(Stored data)
------------------------------------------------------------------------
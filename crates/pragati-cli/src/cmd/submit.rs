use anyhow::Result;
use chrono::Utc;
use clap::Args;
use std::io::Write as _;
use serde::Serialize;

use pragati_core::model::{ImageKind, ProjectId, ProjectStatus};
use pragati_core::workflow;

use super::Ctx;
use crate::output::render;

#[derive(Args, Debug)]
pub struct SubmitFundArgs {
    /// Project id the expense belongs to.
    pub project_id: String,

    /// Amount in whole rupees.
    #[arg(long)]
    pub amount: i64,

    /// What the funds were (or will be) spent on.
    #[arg(long)]
    pub description: String,

    /// Blob-store URL of the uploaded receipt.
    #[arg(long)]
    pub receipt_url: Option<String>,
}

#[derive(Args, Debug)]
pub struct SubmitImageArgs {
    /// Project id the image belongs to.
    pub project_id: String,

    /// Image kind: progress, ar, or 360.
    #[arg(long)]
    pub kind: ImageKind,

    /// Blob-store URL of the uploaded image.
    #[arg(long)]
    pub url: String,

    /// What the image shows.
    #[arg(long)]
    pub description: Option<String>,
}

#[derive(Args, Debug)]
pub struct ProgressArgs {
    /// Project id to report on.
    pub project_id: String,

    /// Completion percentage, 0..=100.
    #[arg(long)]
    pub completion: u8,

    /// New project status; keeps the current one when omitted.
    #[arg(long)]
    pub status: Option<ProjectStatus>,
}

#[derive(Debug, Serialize)]
struct SubmitOutput {
    ok: bool,
    id: String,
    project_id: String,
    status: String,
}

/// Execute `pgt submit-fund`: file a fund-release request for review.
pub fn run_submit_fund(ctx: &mut Ctx, args: &SubmitFundArgs) -> Result<()> {
    let update = workflow::submit_fund_update(
        &mut ctx.store,
        &ctx.actor,
        &ProjectId::new(&*args.project_id),
        args.amount,
        &args.description,
        args.receipt_url.clone(),
        Utc::now(),
    )?;

    let out = SubmitOutput {
        ok: true,
        id: update.id.to_string(),
        project_id: update.project_id.to_string(),
        status: update.status.to_string(),
    };
    render(ctx.output, &out, |out, w| {
        writeln!(w, "Submitted fund update {} ({})", out.id, out.status)?;
        Ok(())
    })
}

/// Execute `pgt submit-image`: append to the project's image log.
pub fn run_submit_image(ctx: &mut Ctx, args: &SubmitImageArgs) -> Result<()> {
    let update = workflow::submit_image_update(
        &mut ctx.store,
        &ctx.actor,
        &ProjectId::new(&*args.project_id),
        args.kind,
        &args.url,
        args.description.clone(),
        Utc::now(),
    )?;

    let out = SubmitOutput {
        ok: true,
        id: update.id.to_string(),
        project_id: update.project_id.to_string(),
        status: update.image_type.to_string(),
    };
    render(ctx.output, &out, |out, w| {
        writeln!(w, "Recorded {} image update {}", out.status, out.id)?;
        Ok(())
    })
}

/// Execute `pgt progress`: report completion (and optionally status).
pub fn run_progress(ctx: &mut Ctx, args: &ProgressArgs) -> Result<()> {
    let project = workflow::report_progress(
        &mut ctx.store,
        &ctx.actor,
        &ProjectId::new(&*args.project_id),
        args.completion,
        args.status,
        Utc::now(),
    )?;

    let out = SubmitOutput {
        ok: true,
        id: project.id.to_string(),
        project_id: project.id.to_string(),
        status: project.status.to_string(),
    };
    render(ctx.output, &out, |out, w| {
        writeln!(
            w,
            "Project {} now at {}% ({})",
            out.project_id, args.completion, out.status
        )?;
        Ok(())
    })
}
------------------------------------------------------------------------
## Exercise
Each line of the records above must be copied exactly.

## Result
filename crates/pragati-cli/src/cmd/submit.rs
use anyhow::Result;
use chrono::Utc;
use clap::Args;
use std::io::Write as _;
use serde::Serialize;

use pragati_core::model::{ImageKind, ProjectId, ProjectStatus};
use pragati_core::workflow;

use super::Ctx;
use crate::output::render;

#[derive(Args, Debug)]
pub struct SubmitFundArgs {
    /// Project id the expense belongs to.
    pub project_id: String,

    /// Amount in whole rupees.
    #[arg(long)]
    pub amount: i64,

    /// What the funds were (or will be) spent on.
    #[arg(long)]
    pub description: String,

    /// Blob-store URL of the uploaded receipt.
    #[arg(long)]
    pub receipt_url: Option<String>,
}

#[derive(Args, Debug)]
pub struct SubmitImageArgs {
    /// Project id the image belongs to.
    pub project_id: String,

    /// Image kind: progress, ar, or 360.
    #[arg(long)]
    pub kind: ImageKind,

    /// Blob-store URL of the uploaded image.
    #[arg(long)]
    pub url: String,

    /// What the image shows.
    #[arg(long)]
    pub description: Option<String>,
}

#[derive(Args, Debug)]
pub struct ProgressArgs {
    /// Project id to report on.
    pub project_id: String,

    /// Completion percentage, 0..=100.
    #[arg(long)]
    pub completion: u8,

    /// New project status; keeps the current one when omitted.
    #[arg(long)]
    pub status: Option<ProjectStatus>,
}

#[derive(Debug, Serialize)]
struct SubmitOutput {
    ok: bool,
    id: String,
    project_id: String,
    status: String,
}

/// Execute `pgt submit-fund`: file a fund-release request for review.
pub fn run_submit_fund(ctx: &mut Ctx, args: &SubmitFundArgs) -> Result<()> {
    let update = workflow::submit_fund_update(
        &mut ctx.store,
        &ctx.actor,
        &ProjectId::new(&*args.project_id),
        args.amount,
        &args.description,
        args.receipt_url.clone(),
        Utc::now(),
    )?;

    let out = SubmitOutput {
        ok: true,
        id: update.id.to_string(),
        project_id: update.project_id.to_string(),
        status: update.status.to_string(),
    };
    render(ctx.output, &out, |out, w| {
        writeln!(w, "Submitted fund update {} ({})", out.id, out.status)?;
        Ok(())
    })
}

/// Execute `pgt submit-image`: append to the project's image log.
pub fn run_submit_image(ctx: &mut Ctx, args: &SubmitImageArgs) -> Result<()> {
    let update = workflow::submit_image_update(
        &mut ctx.store,
        &ctx.actor,
        &ProjectId::new(&*args.project_id),
        args.kind,
        &args.url,
        args.description.clone(),
        Utc::now(),
    )?;

    let out = SubmitOutput {
        ok: true,
        id: update.id.to_string(),
        project_id: update.project_id.to_string(),
        status: update.image_type.to_string(),
    };
    render(ctx.output, &out, |out, w| {
        writeln!(w, "Recorded {} image update {}", out.status, out.id)?;
        Ok(())
    })
}

/// Execute `pgt progress`: report completion (and optionally status).
pub fn run_progress(ctx: &mut Ctx, args: &ProgressArgs) -> Result<()> {
    let project = workflow::report_progress(
        &mut ctx.store,
        &ctx.actor,
        &ProjectId::new(&*args.project_id),
        args.completion,
        args.status,
        Utc::now(),
    )?;

    let out = SubmitOutput {
        ok: true,
        id: project.id.to_string(),
        project_id: project.id.to_string(),
        status: project.status.to_string(),
    };
    render(ctx.output, &out, |out, w| {
        writeln!(
            w,
            "Project {} now at {}% ({})",
            out.project_id, args.completion, out.status
        )?;
        Ok(())
    })
}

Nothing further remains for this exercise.